Technology Bites My Bum - Again

  Back in the mid 1990s, Tillotson and Tillotson decided it would be a really good idea to produce some teaching software for medieval history using this newfangled multimedia technology. We thought we produced some pretty hot stuff for a couple of amateurs: amateurs at IT that is. Of course, we all know what happened after that; new operating systems every Thursday, the internet gets useful, then brilliant, development software companies go phut. The Medieval Writing website was the only thing rescued from the wreckage.
  Of course I backed everything up. How dare you suggest otherwise. I have multiple backups on everything from ZIP disks (remember them) to the cloud (just hope it doesn't rain). Only problem is, I have only one antique computer that can run the software I used to create these masterpieces, and it takes up half my study and is showing signs of being about to die.
  Now one of the very good pieces of advice I received at that stage, and dutifully passed on to everyone else, is that you should always keep a copy of the text of whatever you are doing in a simple text format so that it isn't platform dependent. Blush. I now discover that the text material in my multimedia files cannot be exported, or even cut and pasted out without displaying loads of crap code.
  Part of the reason I didn't  do it was because of ideas and experiments in multimedia design. IT gurus assured me that nobody these days would scroll down a page to see what was at the bottom, and that multimedia pages should be designed to fit on the screen. So the text was all broken up into little boxes, some of which popped up out of nowhere when you moused on things and dissolved away when you were finished, or appeared in separate little windows or did any number of those dinky little multimedia things which are SOOO 1990s. That also means I can't just print if off. And now everybody happily scrolls down web pages without having a nervous breakdown about it.
  I once wrote a blog posting about how web pages are more like medieval manuscripts than the pages of printed books, but now I find myself regressing in a less delightful way, copy typing madly like an old fashioned office slave in a typing pool, trying to beat that sneaky red stain which is creeping into the corner of my old CRT monitor and hoping that checksum error on bootup will allow me to ignore it for a bit longer.

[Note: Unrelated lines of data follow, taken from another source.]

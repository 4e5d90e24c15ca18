//! Scheduled parameter changes.

use std::fmt;
use std::sync::Arc;

use paramsync_core::{ObserverRef, Parameter, Payload, Priority};

/// One pending change: target, new value, origin lane and originator.
///
/// A record is delivered twice. The first delivery (on its origin lane)
/// applies the payload and notifies that lane's observers; the record is
/// then handed to the other lane, whose delivery only notifies. A record
/// is owned by exactly one queue or one draining thread at a time.
pub struct ChangeRecord {
    target: Arc<Parameter>,
    payload: Option<Payload>,
    origin: Priority,
    sender: Option<ObserverRef>,
    retired: Option<Arc<Vec<u8>>>,
}

impl ChangeRecord {
    /// Creates a record that will be applied on the `origin` lane.
    pub fn new(
        target: Arc<Parameter>,
        payload: Payload,
        origin: Priority,
        sender: Option<ObserverRef>,
    ) -> Self {
        Self {
            target,
            payload: Some(payload),
            origin,
            sender,
            retired: None,
        }
    }

    /// Parameter this change is for.
    pub fn target(&self) -> &Arc<Parameter> {
        &self.target
    }

    /// Lane the value is applied on.
    pub fn origin(&self) -> Priority {
        self.origin
    }

    /// Observer that requested the change; it is not notified.
    pub fn sender(&self) -> Option<&ObserverRef> {
        self.sender.as_ref()
    }

    /// Whether the payload has already been applied.
    pub fn is_applied(&self) -> bool {
        self.payload.is_none()
    }

    /// Runs this record's step for `lane`.
    ///
    /// Returns the record if the other lane still has to notify.
    pub(crate) fn deliver(mut self, lane: Priority) -> Option<Self> {
        match self.payload.take() {
            Some(payload) => {
                let displaced = self.target.apply(&payload);
                // Buffers displaced on the real-time lane travel with the
                // record and are released by the background worker.
                if lane == Priority::Realtime {
                    self.retired = displaced;
                }
                self.target.notify_observers(lane, self.sender.as_ref());
                Some(self)
            }
            None => {
                self.target.notify_observers(lane, self.sender.as_ref());
                None
            }
        }
    }
}

impl fmt::Debug for ChangeRecord {
    fn fmt(&self, f: &mut fmt::Formatter<'_>) -> fmt::Result {
        f.debug_struct("ChangeRecord")
            .field("target", &self.target.name())
            .field("payload", &self.payload)
            .field("origin", &self.origin)
            .field("has_sender", &self.sender.is_some())
            .field("retired", &self.retired.as_ref().map(|b| b.len()))
            .finish()
    }
}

  And there's a sample screenshot in all its glory, complete with clunky buttons, 256 colour graphics, popup subheadings on mouseover and navigation buttons all over the place, not to mention a strictly rectangular design that fits even on ye olde 800 x 600 screen (or whatever it was back then). Pity you can't hear the spasm of Gregorian chant that plays while you contemplate which button to push. Only the Glossary has so far made it to the web.
  Hope you scrolled down for a look at it.

Sunday, November 10, 2013

Preservation of Books or Texts?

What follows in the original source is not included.